Whoopi Goldberg and her cohorts on “The View” took on Fox News personality Bill O’Reilly on Thursday’s episode of the ABC talk show, cautioning the “O’Reilly Factor” host not to sidestep the prevalence of racism in America.
The conversation was sparked by a clip of O’Reilly telling a guest, “Most Americans are not racist.”
While the “View” panel by and large — gasp! — agreed with O’Reilly, Goldberg warned that denying the extent of racism’s impact in the United States would be a mistake.
“For the most part, if you look around at what’s happening, everybody in this country is not racist, but they are here,” Goldberg said. “Let’s not pretend that it’s not there, Bill.”
“A better point is that you cannot be racist and good; it’s the worst thing you can say about someone,” Nicolle Wallace added. “I think Bill O’Reilly‘s point is that we are a good nation; you can’t paint the nation with this broad [brush].”
Rosie Perez opined that the increased opposition to racism in America, fueled recently by exhibitions of the Confederate flag and the tragic church shooting in Charleston, South Carolina, is a positive development to be celebrated.
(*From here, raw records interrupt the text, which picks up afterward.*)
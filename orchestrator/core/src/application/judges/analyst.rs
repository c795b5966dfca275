// Copyright (c) 2026 100monkeys.ai
// SPDX-License-Identifier: AGPL-3.0

//! ANALYST — general-purpose heuristic judge. Scores on the shape of
//! `content` (size and a small set of red-flag tokens) rather than risk
//! or complexity, giving the panel a vote that disagrees with GUARDIAN
//! and CYNIC on different axes.

use std::collections::HashSet;

use async_trait::async_trait;

use crate::domain::cell::{Cell, Reality};
use crate::domain::constants::clamp_q_score;
use crate::domain::judge::{Judge, JudgeCapabilities, JudgeError, JudgeHealth};
use crate::domain::tier::Tier;
use crate::domain::vote::DogVote;

const RED_FLAGS: &[&str] = &["panic", "unwrap", "TODO", "FIXME", "rm -rf", "DROP TABLE"];

pub struct AnalystDog;

impl AnalystDog {
    pub fn new() -> Self {
        Self
    }

    fn content_text(cell: &Cell) -> String {
        match &cell.content {
            serde_json::Value::String(s) => s.clone(),
            other => other.to_string(),
        }
    }

    fn score_content(text: &str) -> f64 {
        let flags = RED_FLAGS.iter().filter(|f| text.contains(*f)).count();
        let base = 80.0 - (flags as f64 * 15.0);
        clamp_q_score(base)
    }
}

impl Default for AnalystDog {
    fn default() -> Self {
        Self::new()
    }
}

#[async_trait]
impl Judge for AnalystDog {
    fn judge_id(&self) -> &str {
        "analyst"
    }

    async fn analyze(
        &self,
        cell: &Cell,
        _budget_usd: f64,
        _context_hints: &[String],
    ) -> Result<DogVote, JudgeError> {
        let text = Self::content_text(cell);
        let score = Self::score_content(&text);
        Ok(DogVote::new(self.judge_id().into(), cell.cell_id, score, 0.4)
            .with_reasoning("lexical scan of content for red-flag tokens"))
    }

    async fn health(&self) -> JudgeHealth {
        JudgeHealth::Healthy
    }

    fn capabilities(&self) -> JudgeCapabilities {
        JudgeCapabilities {
            min_tier: Tier::Reflex,
            uses_llm: false,
            supported_realities: HashSet::from([Reality::Code, Reality::Cynic]),
            reputation: 70.0,
            is_coordinator: false,
            is_guardian: false,
        }
    }
}

#[cfg(test)]
mod tests {
    use super::*;
    use crate::domain::cell::{Analysis, CellBuilder};

    #[tokio::test]
    async fn red_flags_lower_the_score() {
        let analyst = AnalystDog::new();
        let clean = CellBuilder::new(Reality::Code, Analysis::Judge)
            .content(serde_json::json!("fn main() { println!(\"ok\") }"))
            .build();
        let flagged = CellBuilder::new(Reality::Code, Analysis::Judge)
            .content(serde_json::json!("fn main() { x.unwrap(); /* TODO */ }"))
            .build();

        let clean_vote = analyst.analyze(&clean, 1.0, &[]).await.unwrap();
        let flagged_vote = analyst.analyze(&flagged, 1.0, &[]).await.unwrap();
        assert!(clean_vote.q_score > flagged_vote.q_score);
    }
}
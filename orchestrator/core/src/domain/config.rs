// Copyright (c) 2026 100monkeys.ai
// SPDX-License-Identifier: AGPL-3.0

//! KernelConfig — the config surface table in §6. Loading this from a file
//! or environment is out of scope for the core (§1); callers build one and
//! pass it in.

use serde::{Deserialize, Serialize};

use crate::domain::constants::fib;

#[derive(Debug, Clone, Serialize, Deserialize)]
pub struct TierTimeouts {
    pub reflex_ms: u64,
    pub micro_ms: u64,
    pub macro_ms: u64,
    pub meta_ms: u64,
}

impl Default for TierTimeouts {
    fn default() -> Self {
        Self {
            reflex_ms: 100,
            micro_ms: 2_000,
            macro_ms: 10_000,
            meta_ms: 30_000,
        }
    }
}

#[derive(Debug, Clone, Serialize, Deserialize)]
pub struct WorkerCounts {
    pub reflex: usize,
    pub micro: usize,
    pub macro_: usize,
    pub meta: usize,
}

impl Default for WorkerCounts {
    fn default() -> Self {
        Self {
            reflex: fib::F5 as usize,
            micro: fib::F4 as usize,
            macro_: fib::F3 as usize,
            meta: 1,
        }
    }
}

#[derive(Debug, Clone, Serialize, Deserialize)]
pub struct CircuitBreakerConfig {
    pub fail_threshold: u32,
    pub reset_s: u64,
}

impl Default for CircuitBreakerConfig {
    fn default() -> Self {
        Self {
            fail_threshold: 5,
            reset_s: 60,
        }
    }
}

#[derive(Debug, Clone, Serialize, Deserialize)]
pub struct LearningConfig {
    pub alpha: f64,
    pub ewc_threshold: u32,
    pub flush_batch: u32,
}

impl Default for LearningConfig {
    fn default() -> Self {
        Self {
            alpha: crate::domain::constants::LEARNING_RATE,
            ewc_threshold: crate::domain::constants::EWC_THRESHOLD,
            flush_batch: crate::domain::constants::FLUSH_BATCH,
        }
    }
}

#[derive(Debug, Clone, Serialize, Deserialize)]
pub struct LodConfig {
    pub hysteresis_ticks: u32,
}

impl Default for LodConfig {
    fn default() -> Self {
        Self { hysteresis_ticks: 3 }
    }
}

#[derive(Debug, Clone, Serialize, Deserialize)]
pub struct BudgetConfig {
    pub session_usd: f64,
}

impl Default for BudgetConfig {
    fn default() -> Self {
        Self { session_usd: 10.0 }
    }
}

#[derive(Debug, Clone, Serialize, Deserialize)]
pub struct KernelConfig {
    pub tier_soft_timeouts: TierTimeouts,
    pub worker_counts: WorkerCounts,
    pub queue_cap: usize,
    pub circuit_breaker: CircuitBreakerConfig,
    pub learning: LearningConfig,
    pub lod: LodConfig,
    pub budget: BudgetConfig,
}

impl Default for KernelConfig {
    fn default() -> Self {
        Self {
            tier_soft_timeouts: TierTimeouts::default(),
            worker_counts: WorkerCounts::default(),
            queue_cap: fib::F12 as usize,
            circuit_breaker: CircuitBreakerConfig::default(),
            learning: LearningConfig::default(),
            lod: LodConfig::default(),
            budget: BudgetConfig::default(),
        }
    }
}

#[cfg(test)]
mod tests {
    use super::*;

    #[test]
    fn default_queue_cap_is_f12() {
        assert_eq!(KernelConfig::default().queue_cap, 144);
    }

    #[test]
    fn default_worker_counts_follow_fibonacci_cadence() {
        let wc = WorkerCounts::default();
        assert_eq!(wc.reflex, 5);
        assert_eq!(wc.micro, 3);
        assert_eq!(wc.macro_, 2);
        assert_eq!(wc.meta, 1);
    }
}
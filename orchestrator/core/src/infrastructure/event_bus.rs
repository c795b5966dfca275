// Copyright (c) 2026 100monkeys.ai
// SPDX-License-Identifier: AGPL-3.0

//! Event bus (C1) — in-memory pub/sub over the closed [`KernelEvent`]
//! vocabulary using a tokio broadcast channel. Every component that wants
//! to observe kernel activity subscribes; nothing reaches into another
//! component's state directly.
//!
//! For MVP: in-memory only, events are lost on restart. A durable event
//! store is a natural next backend but is out of scope here (§1).

use std::sync::Arc;

use tokio::sync::broadcast;
use tracing::warn;

use crate::domain::events::KernelEvent;

/// Default channel capacity; lagging subscribers drop the oldest events
/// rather than block publishers.
const DEFAULT_CAPACITY: usize = 1024;

#[derive(Clone)]
pub struct EventBus {
    sender: Arc<broadcast::Sender<KernelEvent>>,
}

impl EventBus {
    pub fn new(capacity: usize) -> Self {
        let (sender, _) = broadcast::channel(capacity);
        Self {
            sender: Arc::new(sender),
        }
    }

    pub fn with_default_capacity() -> Self {
        Self::new(DEFAULT_CAPACITY)
    }

    /// Publish an event to all current subscribers. Never blocks; if there
    /// are no subscribers the event is simply dropped.
    ///
    /// `send` only enqueues onto each subscriber's channel — it never calls
    /// a handler in-line, so a subscriber that reacts to an event by
    /// publishing another one cannot recurse through this call stack.
    /// There is no depth counter because there is no call depth to bound;
    /// the only failure mode the broadcast channel has is a slow
    /// subscriber lagging behind and missing events (`EventBusError::Lagged`,
    /// counted via `aegis_event_bus_lagged_total`).
    pub fn publish(&self, event: KernelEvent) {
        let _receiver_count = self.sender.send(event).unwrap_or(0);
    }

    pub fn subscribe(&self) -> EventReceiver {
        EventReceiver {
            receiver: self.sender.subscribe(),
        }
    }

    pub fn subscriber_count(&self) -> usize {
        self.sender.receiver_count()
    }
}

impl Default for EventBus {
    fn default() -> Self {
        Self::with_default_capacity()
    }
}

pub struct EventReceiver {
    receiver: broadcast::Receiver<KernelEvent>,
}

impl EventReceiver {
    pub async fn recv(&mut self) -> Result<KernelEvent, EventBusError> {
        self.receiver.recv().await.map_err(|e| match e {
            broadcast::error::RecvError::Closed => EventBusError::Closed,
            broadcast::error::RecvError::Lagged(n) => {
                metrics::counter!("aegis_event_bus_lagged_total").increment(n);
                warn!(lagged = n, "event receiver lagged, events were dropped");
                EventBusError::Lagged(n)
            }
        })
    }

    pub fn try_recv(&mut self) -> Result<KernelEvent, EventBusError> {
        self.receiver.try_recv().map_err(|e| match e {
            broadcast::error::TryRecvError::Empty => EventBusError::Empty,
            broadcast::error::TryRecvError::Closed => EventBusError::Closed,
            broadcast::error::TryRecvError::Lagged(n) => {
                metrics::counter!("aegis_event_bus_lagged_total").increment(n);
                warn!(lagged = n, "event receiver lagged, events were dropped");
                EventBusError::Lagged(n)
            }
        })
    }
}

#[derive(Debug, thiserror::Error)]
pub enum EventBusError {
    #[error("event bus is closed")]
    Closed,

    #[error("no events available")]
    Empty,

    #[error("receiver lagged by {0} events (events were dropped)")]
    Lagged(u64),
}

#[cfg(test)]
mod tests {
    use super::*;
    use crate::domain::cell::{CellId, Reality};

    #[tokio::test]
    async fn publish_subscribe_round_trip() {
        let bus = EventBus::new(10);
        let mut receiver = bus.subscribe();

        bus.publish(KernelEvent::PerceptionReceived {
            cell_id: CellId::new(),
            reality: Reality::Code,
            source: Some("git_watcher".to_string()),
            data: None,
        });

        let received = receiver.recv().await.unwrap();
        assert_eq!(received.kind(), "perception_received");
    }

    #[tokio::test]
    async fn multiple_subscribers_all_receive() {
        let bus = EventBus::new(10);
        let mut r1 = bus.subscribe();
        let mut r2 = bus.subscribe();
        assert_eq!(bus.subscriber_count(), 2);

        bus.publish(KernelEvent::BudgetExhausted {
            cell_id: CellId::new(),
        });

        r1.recv().await.unwrap();
        r2.recv().await.unwrap();
    }

    #[tokio::test]
    async fn slow_subscriber_gets_lagged_instead_of_blocking_the_publisher() {
        let bus = EventBus::new(2);
        let mut receiver = bus.subscribe();

        for _ in 0..5 {
            bus.publish(KernelEvent::BudgetExhausted { cell_id: CellId::new() });
        }

        let result = receiver.recv().await;
        assert!(matches!(result, Err(EventBusError::Lagged(_))));
    }
}
// Copyright (c) 2026 100monkeys.ai
// SPDX-License-Identifier: AGPL-3.0

//! Perception workers (C11) — autonomous sensors that generate Cells for
//! the scheduler without waiting on an inbound request. Each worker
//! implements [`PerceiveWorker::sense`]; the trait's default `spawn` loop
//! calls it on a Fibonacci-derived cadence, submits whatever Cell comes
//! back, and sleeps until the next tick. Target mix is 20% autonomous /
//! 80% reactive traffic through the scheduler.

use std::path::PathBuf;
use std::sync::atomic::{AtomicI64, Ordering};
use std::sync::Arc;
use std::time::Duration;

use async_trait::async_trait;
use parking_lot::Mutex;
use tokio_util::sync::CancellationToken;
use tracing::{debug, info};

use crate::application::learning::LearningLoop;
use crate::application::lod_controller::LodController;
use crate::application::scheduler::Scheduler;
use crate::domain::cell::{Analysis, Cell, CellBuilder, Reality, TimeDim};
use crate::domain::constants::fib;
use crate::domain::events::KernelEvent;
use crate::domain::tier::{SystemLod, Tier};
use crate::infrastructure::event_bus::EventBus;

/// One autonomous sensor. `sense` must be non-blocking at the `async fn`
/// boundary — workers that need a blocking call (subprocess, filesystem,
/// network) route it through [`tokio::task::spawn_blocking`].
#[async_trait]
pub trait PerceiveWorker: Send + Sync {
    fn name(&self) -> &str;
    fn tier(&self) -> Tier;
    fn interval(&self) -> Duration;
    async fn sense(&self) -> Option<Cell>;

    /// Sense, submit, sleep, repeat, until `cancel` fires. Errors from
    /// `sense` never stop the loop — a single bad tick is logged and
    /// skipped.
    fn spawn(self: Arc<Self>, scheduler: Arc<Scheduler>, cancel: CancellationToken) -> tokio::task::JoinHandle<()>
    where
        Self: 'static,
    {
        tokio::spawn(async move {
            info!(
                worker = self.name(),
                interval_s = self.interval().as_secs_f64(),
                tier = %self.tier(),
                "perceive worker started"
            );
            loop {
                if cancel.is_cancelled() {
                    break;
                }

                match self.sense().await {
                    Some(cell) => {
                        let budget_usd = cell.budget_usd;
                        if scheduler.submit(cell, self.tier(), budget_usd) {
                            debug!(worker = self.name(), "submitted perception cell");
                        } else {
                            debug!(worker = self.name(), "queue full, cell dropped");
                        }
                    }
                    None => {}
                }

                tokio::select! {
                    _ = cancel.cancelled() => break,
                    _ = tokio::time::sleep(self.interval()) => {}
                }
            }
            info!(worker = self.name(), "perceive worker cancelled");
        })
    }
}

/// Default panel of perception workers wired to `learning`/`lod` for the
/// two workers that observe kernel-internal state.
pub fn default_workers(learning: Arc<LearningLoop>, lod: Arc<LodController>, bus: EventBus) -> Vec<Arc<dyn PerceiveWorker>> {
    vec![
        Arc::new(GitWatcher::new(None)),
        Arc::new(HealthWatcher::new(lod)),
        Arc::new(SelfWatcher::new(learning)),
        Arc::new(MarketWatcher::new()),
        Arc::new(SolanaWatcher::new(None)),
        Arc::new(SocialWatcher::new(None)),
        Arc::new(DiskWatcher::new(None, bus.clone())),
        Arc::new(MemoryWatcher::new(bus)),
    ]
}
// Copyright (c) 2026 100monkeys.ai
// SPDX-License-Identifier: AGPL-3.0

//! ProposedAction — one actionable verdict awaiting operator approval.

use chrono::{DateTime, Utc};
use serde::{Deserialize, Serialize};
use uuid::Uuid;

use crate::domain::cell::Reality;
use crate::domain::judgment::{JudgmentId, Verdict};

#[derive(Debug, Clone, Copy, PartialEq, Eq, Hash, Serialize, Deserialize)]
pub struct ActionId(pub Uuid);

impl ActionId {
    pub fn new() -> Self {
        Self(Uuid::new_v4())
    }
}

impl Default for ActionId {
    fn default() -> Self {
        Self::new()
    }
}

#[derive(Debug, Clone, Copy, PartialEq, Eq, Hash, Serialize, Deserialize)]
#[serde(rename_all = "snake_case")]
pub enum ActionType {
    Investigate,
    Refactor,
    Alert,
    Monitor,
    Improve,
}

#[derive(Debug, Clone, Copy, PartialEq, Eq, Serialize, Deserialize)]
#[serde(rename_all = "snake_case")]
pub enum ActionStatus {
    Pending,
    Accepted,
    Rejected,
    AutoExecuted,
}

#[derive(Debug, Clone, Serialize, Deserialize)]
pub struct ProposedAction {
    pub action_id: ActionId,
    pub judgment_id: JudgmentId,
    pub state_key: String,
    pub verdict: Verdict,
    pub reality: Reality,
    pub action_type: ActionType,
    /// 1 (most urgent) through 4.
    pub priority: u8,
    pub prompt: String,
    pub status: ActionStatus,
    pub proposed_at: DateTime<Utc>,
}

impl ProposedAction {
    pub fn new(
        judgment_id: JudgmentId,
        state_key: impl Into<String>,
        verdict: Verdict,
        reality: Reality,
        action_type: ActionType,
        priority: u8,
        prompt: impl Into<String>,
    ) -> Self {
        Self {
            action_id: ActionId::new(),
            judgment_id,
            state_key: state_key.into(),
            verdict,
            reality,
            action_type,
            priority: priority.clamp(1, 4),
            prompt: prompt.into(),
            status: ActionStatus::Pending,
            proposed_at: Utc::now(),
        }
    }
}

/// Maps `(verdict, reality)` to `(action_type, priority)` via the fixed
/// table in §4.13. Returns `None` for combinations the table does not cover;
/// the caller then leaves the Judgment un-actioned.
pub fn classify(verdict: Verdict, reality: Reality) -> Option<(ActionType, u8)> {
    use Reality::*;
    use Verdict::*;
    match (verdict, reality) {
        (Bark, Code) | (Bark, Cynic) => Some((ActionType::Investigate, 1)),
        (Bark, Market) | (Bark, Solana) | (Bark, Social) => Some((ActionType::Alert, 2)),
        (Growl, Code) | (Growl, Cynic) => Some((ActionType::Refactor, 2)),
        (Growl, Market) | (Growl, Social) => Some((ActionType::Monitor, 3)),
        _ => None,
    }
}

#[cfg(test)]
mod tests {
    use super::*;

    #[test]
    fn classify_covers_the_documented_table() {
        assert_eq!(classify(Verdict::Bark, Reality::Code), Some((ActionType::Investigate, 1)));
        assert_eq!(classify(Verdict::Bark, Reality::Market), Some((ActionType::Alert, 2)));
        assert_eq!(classify(Verdict::Growl, Reality::Cynic), Some((ActionType::Refactor, 2)));
        assert_eq!(classify(Verdict::Growl, Reality::Social), Some((ActionType::Monitor, 3)));
        assert_eq!(classify(Verdict::Wag, Reality::Code), None);
    }
}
“People are coming out and saying, ‘Enough is enough,’ so why don’t we talk about that, and why don’t we celebrate that?” Perez asked.
Elsewhere during the episode, the “View” crew discussed the recent arrest of Sean “Diddy” Combs, after he allegedly assaulted a coach with a kettlebell at UCLA, where his son is on the football team.
Goldberg wondered whether Combs’ son Justin was treated unfairly because of his father’s fame.
“The former UCLA coach claims that part of the reason he recruited Diddy’s son is because of Diddy’s fame,” Goldberg reflected. “Is this possibly why the coach was tougher on him? Was he as tough on the kids of non-famous parents?”
Nonetheless, Goldberg added, there are better avenues for Combs to express his displeasure over his son’s treatment.
“Where does the responsibility fall for the parent to go to the head of the school and say, ‘Hey’ — without the kettlebell– and say. ‘This is what’s happening to my kid.’ If only because you are a famous person, and no matter what you do, somebody’s going to blame it on you.”
Acknowledging that all of the facts in the case still have not come to light, Goldberg offered, “Diddy, come on and tell us what happened, baby. Come on.”